La détresse fut alors à son comble; après avoir diminué chaque jour la ration de pain qu'on distribuait au peuple, le corps de ville ne donna plus rien; chacun eut à se pourvoir. On abattit les chevaux, ânes, mulets qui survivaient encore. Tout ce qui avait vie, même des animaux immondes, fut traqué, dévoré. La duchesse de Montpensier refusa de céder un petit chien qu'elle gardait, disait-elle, « comme dernière ressource pour sa propre vie. Quelques-uns pilèrent des ossements de morts pour en faire une sorte de pâte, et moururent de cet affreux aliment. Chose horrible! les hommes d'armes commençaient à faire la chasse aux petits enfants; une mère mangea le sien.

Il y a bien souvent la légende à côté de l'histoire. C'est à la légende qu'appartient le Henri IV laissant entrer des vivres dans Paris qu'il assiége; celui de l'histoire tance vivement ses serviteurs d'O, de Givry et d'autres qui se relâchaient de la sévérité ordinaire en pareille occurrence en faisant passer quelques secours aux amis qu'ils avaient dans la place. Si sa bonté ne va pas jusqu'à leur laisser défaire d'une main ce qu'il fait de l'autre, elle l'attendrit du moins au spectacle de tant de maux. « J'aimerais quasi mieux, disait-il, n'avoir point de Paris, que de l'avoir ruiné par la mort de tant de personnes... et un jour qu'il rencontra des paysans qu'on menait pendre pour avoir été surpris introduisant une charrette de pain par une poterne, il les fit relâcher, leur distribua quelque argent et leur dit : « Le Béarnais est pauvre; s'il avait davantage, il vous donnerait plus. »

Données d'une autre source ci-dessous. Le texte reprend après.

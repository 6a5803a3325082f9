//! Error types for package resolution.

use std::path::PathBuf;

use opflow_util::CredentialError;
use thiserror::Error;

use super::reference::ReferenceError;

/// Errors surfaced by providers, handles, and the resolver.
///
/// `Clone` so a single deduplicated fetch can hand the same outcome to every waiter.
#[derive(Debug, Clone, Error)]
pub enum DataError {
    #[error("invalid git ref: {source}")]
    InvalidReference {
        reference: String,
        #[source]
        source: ReferenceError,
    },

    #[error("unable to resolve '{reference}'{}", format_attempts(.attempts))]
    NotFound { reference: String, attempts: Vec<String> },

    #[error("authentication failed for '{reference}'")]
    Authentication { reference: String },

    #[error("authorization failed for '{reference}'")]
    Authorization { reference: String },

    #[error("version '{version}' not found")]
    VersionNotFound { reference: String, version: String },

    #[error("failed to fetch '{reference}': {message}")]
    Fetch { reference: String, message: String },

    #[error("resolution of '{reference}' was cancelled")]
    Cancelled { reference: String },

    #[error("I/O error at {}: {message}", .path.display())]
    Io { path: PathBuf, message: String },

    #[error("{message}")]
    InvalidRequest { message: String },

    #[error("credential lookup failed: {0}")]
    Credentials(#[from] CredentialError),
}

impl DataError {
    pub fn invalid_reference(reference: impl Into<String>, source: ReferenceError) -> Self {
        Self::InvalidReference {
            reference: reference.into(),
            source,
        }
    }

    pub fn not_found(reference: impl Into<String>, attempts: Vec<String>) -> Self {
        Self::NotFound {
            reference: reference.into(),
            attempts,
        }
    }

    pub fn fetch(reference: impl Into<String>, message: impl Into<String>) -> Self {
        Self::Fetch {
            reference: reference.into(),
            message: message.into(),
        }
    }

    pub fn cancelled(reference: impl Into<String>) -> Self {
        Self::Cancelled {
            reference: reference.into(),
        }
    }

    pub fn io(path: impl Into<PathBuf>, error: &std::io::Error) -> Self {
        Self::Io {
            path: path.into(),
            message: error.to_string(),
        }
    }

    pub fn invalid_request(message: impl Into<String>) -> Self {
        Self::InvalidRequest { message: message.into() }
    }

    /// Whether the remote rejected who we are or what we may access.
    ///
    /// Callers use this to decide whether asking for different credentials can help.
    pub fn is_auth_failure(&self) -> bool {
        matches!(self, Self::Authentication { .. } | Self::Authorization { .. })
    }

    pub fn is_not_found(&self) -> bool {
        matches!(self, Self::NotFound { .. })
    }

    pub fn is_cancelled(&self) -> bool {
        matches!(self, Self::Cancelled { .. } | Self::Credentials(CredentialError::Cancelled))
    }
}

fn format_attempts(attempts: &[String]) -> String {
    if attempts.is_empty() {
        String::new()
    } else {
        format!(" ({})", attempts.join("; "))
    }
}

Intervention du duc de Parme et des Espagnols (1590). Dans la crainte de perdre les Pays-Bas, alors fortement inquiétés par Maurice de Nassau, Philippe II n'avait qu'à la dernière extrémité donné ordre à son meilleur général de secourir les Parisiens. Parti de Valenciennes le 3 août, le duc de Parme arriva à Meaux le 23, fort à temps, car le siége durait depuis quatre mois. Déjà les politiques, quoique bien peu nombreux, avaient levé la tête et crié dans les rues : Du pain ou la paix! « Deux jours encore, et ceux de Paris, dit une relation, eussent été obligés d'ouvrir les portes à Henri IV et mème de le prier d'entrer dedans. » Le roi alla au-devant des Espagnols pour les combattre dans les plaines de Chelles.

Le duc de Parme, habile tacticien, escarmoucha avec les Français, les occupa pendant quatre jours, et le cinquième, a la faveur d'un épais brouillard, surprit Lagny qui commande les approvisionnements de Paris par la Marne, comme Corbeil par la Seine; et de cette ville il lança une nombreuse flottille de bateaux avec des soldats et des vivres, afin de ravitailler Paris. Tout l'effort d'une laborieuse campagne était perdu.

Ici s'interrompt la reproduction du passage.